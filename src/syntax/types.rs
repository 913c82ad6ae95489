//! Type references as written in source.
//!
//! The host front end resolves names; the generator only needs to carry
//! the written text through and to recognise a handful of well-known types
//! by their simple name.

use std::fmt;
use std::sync::Arc;

use crate::base::constants::{ASYNC_UNIT_NAMESPACE, ASYNC_UNIT_TYPE};

/// A type as written in source, e.g. `List<ITestModel?>?` or
/// `global::System.Threading.Tasks.Task`.
#[derive(Clone, Debug, PartialEq, Eq, Hash)]
#[cfg_attr(
    feature = "interchange",
    derive(serde::Serialize, serde::Deserialize),
    serde(transparent)
)]
pub struct TypeRef {
    text: Arc<str>,
}

impl TypeRef {
    pub fn new(text: impl Into<Arc<str>>) -> Self {
        Self { text: text.into() }
    }

    /// The written text, verbatim.
    pub fn as_str(&self) -> &str {
        &self.text
    }

    /// The written name without generic arguments, nullability or array rank.
    ///
    /// `global::System.Collections.Generic.List<int>?` -> `global::System.Collections.Generic.List`
    pub fn path(&self) -> &str {
        let text = self.text.trim();
        let end = text.find(['<', '?', '[']).unwrap_or(text.len());
        text[..end].trim_end()
    }

    /// The last segment of [`TypeRef::path`], with any `global::` alias removed.
    ///
    /// `global::System.Threading.Tasks.Task<string>` -> `Task`
    pub fn simple_name(&self) -> &str {
        let path = self.path();
        let path = path.rsplit("::").next().unwrap_or(path);
        path.rsplit('.').next().unwrap_or(path)
    }

    /// The namespace qualification of [`TypeRef::path`], if any, without a
    /// leading `global::` alias.
    pub fn qualifier(&self) -> Option<&str> {
        let path = self.path();
        let path = path.strip_prefix("global::").unwrap_or(path);
        path.rfind('.').map(|idx| &path[..idx])
    }

    /// True if the type has generic arguments (`Task<string>`).
    pub fn is_generic(&self) -> bool {
        self.text.contains('<')
    }

    /// True if this names the asynchronous unit-of-work type, written
    /// simply (`Task`, `Task<T>`) or qualified by its declaring namespace
    /// (`System.Threading.Tasks.Task`, `global::System.Threading.Tasks.Task<T>`).
    pub fn is_async_unit(&self) -> bool {
        if self.simple_name() != ASYNC_UNIT_TYPE {
            return false;
        }
        match self.qualifier() {
            None => true,
            Some(ns) => ns == ASYNC_UNIT_NAMESPACE,
        }
    }
}

impl fmt::Display for TypeRef {
    fn fmt(&self, f: &mut fmt::Formatter<'_>) -> fmt::Result {
        f.write_str(&self.text)
    }
}

impl From<&str> for TypeRef {
    fn from(text: &str) -> Self {
        Self::new(text)
    }
}

impl From<String> for TypeRef {
    fn from(text: String) -> Self {
        Self::new(text)
    }
}

/// A generic constraint clause: `where T : TestModel, new()`.
#[derive(Clone, Debug, PartialEq, Eq, Hash)]
#[cfg_attr(feature = "interchange", derive(serde::Serialize, serde::Deserialize))]
pub struct TypeConstraint {
    /// The constrained type parameter.
    pub parameter: Arc<str>,
    /// Constraints in written order (`class`, `new()`, `IFoo`, ...).
    pub bounds: Vec<Arc<str>>,
}

impl TypeConstraint {
    pub fn new<I, S>(parameter: impl Into<Arc<str>>, bounds: I) -> Self
    where
        I: IntoIterator<Item = S>,
        S: Into<Arc<str>>,
    {
        Self {
            parameter: parameter.into(),
            bounds: bounds.into_iter().map(Into::into).collect(),
        }
    }
}

impl fmt::Display for TypeConstraint {
    fn fmt(&self, f: &mut fmt::Formatter<'_>) -> fmt::Result {
        write!(f, "where {} : ", self.parameter)?;
        for (idx, bound) in self.bounds.iter().enumerate() {
            if idx > 0 {
                f.write_str(", ")?;
            }
            f.write_str(bound)?;
        }
        Ok(())
    }
}
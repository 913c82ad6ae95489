//! Name binding tests
//!
//! Hosts that hand over written base-type names rely on the binder to
//! attach symbol identities before generation.
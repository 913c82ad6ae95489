//! Declaration builders and a shared symbol table.
//!
//! The table models the sample project used throughout the suite:
//!
//! ```text
//! MakeInterface.Tests
//!   IBaseClass            interface, 4 members
//!   BaseClass : IBaseClass
//!   DerivedBase : BaseClass
//!   IExtended : IBaseClass
//! MakeInterface.Tests.Models
//!   ITestModel            interface
//! System
//!   IDisposable           metadata interface
//! System.ComponentModel
//!   INotifyPropertyChanged / INotifyPropertyChanging   metadata interfaces
//! CommunityToolkit.Mvvm.ComponentModel
//!   ObservableObject      metadata class, implements both of the above
//! ```

use once_cell::sync::Lazy;
use ifacegen::base::SymbolId;
use ifacegen::hir::{MemberSymbol, MemberSymbolKind, SymbolTable, TypeKind};
use ifacegen::syntax::{
    Annotation, AnnotationValue, BaseTypeRef, ClassDecl, CompilationUnit, Member, Method,
    Modifier, Property, UsingDirective,
};

pub const TESTS_NAMESPACE: &str = "MakeInterface.Tests";
pub const MODELS_NAMESPACE: &str = "MakeInterface.Tests.Models";

pub struct Symbols {
    pub table: SymbolTable,
    pub ibase_class: SymbolId,
    pub base_class: SymbolId,
    pub derived_base: SymbolId,
    pub iextended: SymbolId,
    pub itest_model: SymbolId,
    pub idisposable: SymbolId,
    pub observable_object: SymbolId,
}

pub static SYMBOLS: Lazy<Symbols> = Lazy::new(build_symbols);

fn build_symbols() -> Symbols {
    let mut table = SymbolTable::new();

    let ibase_class = table.declare_interface(
        TESTS_NAMESPACE,
        "IBaseClass",
        vec![],
        vec![
            MemberSymbol::property("AbstractPropertyFromInterface"),
            MemberSymbol::new("get_AbstractPropertyFromInterface", MemberSymbolKind::Accessor),
            MemberSymbol::method("AbstractMethodFromInterface"),
            MemberSymbol::property("VirtualPropertyFromInterface"),
            MemberSymbol::method("VirtualMethodFromInterface"),
        ],
    ).unwrap();
    let base_class = table.declare(
        TESTS_NAMESPACE,
        "BaseClass",
        TypeKind::Class,
        vec![BaseTypeRef::resolved("IBaseClass", ibase_class)],
        vec![
            MemberSymbol::property("AbstractProperty"),
            MemberSymbol::method("VirtualMethod"),
        ],
    ).unwrap();
    let derived_base = table.declare(
        TESTS_NAMESPACE,
        "DerivedBase",
        TypeKind::Class,
        vec![BaseTypeRef::resolved("BaseClass", base_class)],
        vec![],
    ).unwrap();
    let iextended = table.declare_interface(
        TESTS_NAMESPACE,
        "IExtended",
        vec![BaseTypeRef::resolved("IBaseClass", ibase_class)],
        vec![MemberSymbol::method("Extended")],
    ).unwrap();
    let itest_model = table.declare_interface(MODELS_NAMESPACE, "ITestModel", vec![], vec![]).unwrap();

    let idisposable = table.import_metadata(
        "System",
        "IDisposable",
        TypeKind::Interface,
        vec![],
        vec![MemberSymbol::method("Dispose")],
    ).unwrap();
    let changed = table.import_metadata(
        "System.ComponentModel",
        "INotifyPropertyChanged",
        TypeKind::Interface,
        vec![],
        vec![MemberSymbol::new("PropertyChanged", MemberSymbolKind::Event)],
    ).unwrap();
    let changing = table.import_metadata(
        "System.ComponentModel",
        "INotifyPropertyChanging",
        TypeKind::Interface,
        vec![],
        vec![MemberSymbol::new("PropertyChanging", MemberSymbolKind::Event)],
    ).unwrap();
    let observable_object = table.import_metadata(
        "CommunityToolkit.Mvvm.ComponentModel",
        "ObservableObject",
        TypeKind::Class,
        vec![changed, changing],
        vec![MemberSymbol::method("OnPropertyChanged")],
    ).unwrap();

    Symbols {
        table,
        ibase_class,
        base_class,
        derived_base,
        iextended,
        itest_model,
        idisposable,
        observable_object,
    }
}

/// A class in the tests namespace carrying the class-level marker.
pub fn marked_class(name: &str) -> ClassDecl {
    ClassDecl::new(name)
        .in_namespace(TESTS_NAMESPACE)
        .with_annotation(Annotation::new("GenerateInterface"))
}

/// A class whose marker excludes `names`.
pub fn marked_class_excluding(name: &str, names: &[&str]) -> ClassDecl {
    ClassDecl::new(name).in_namespace(TESTS_NAMESPACE).with_annotation(
        Annotation::new("GenerateInterface").with_named_arg(
            "Exclude",
            AnnotationValue::StringArray(names.iter().map(|n| (*n).into()).collect()),
        ),
    )
}

/// `public {ret} {name}() { }`
pub fn public_method(name: &str, ret: &str) -> Member {
    Member::new(name, Method::new(ret)).public()
}

/// `public {ty} {name} { get; set; }`
pub fn public_property(name: &str, ty: &str) -> Member {
    Member::new(name, Property::auto(ty)).public()
}

/// `public override ...`
pub fn public_override(member: Member) -> Member {
    member.with_modifiers([Modifier::Public, Modifier::Override])
}

/// A single-class unit with the sample project's usings.
pub fn unit_with(class: ClassDecl) -> CompilationUnit {
    CompilationUnit::new("Class1.cs")
        .with_using(UsingDirective::new(MODELS_NAMESPACE))
        .with_using(UsingDirective::new("MakeInterface"))
        .with_using(UsingDirective::new("System.Collections.Generic"))
        .with_class(class)
}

> [WORK INSTRUCTION]
When a line in the material contains the string "Lazy", copy that line.

> [RESPONSE]
use once_cell::sync::Lazy;
pub static SYMBOLS: Lazy<Symbols> = Lazy::new(build_symbols);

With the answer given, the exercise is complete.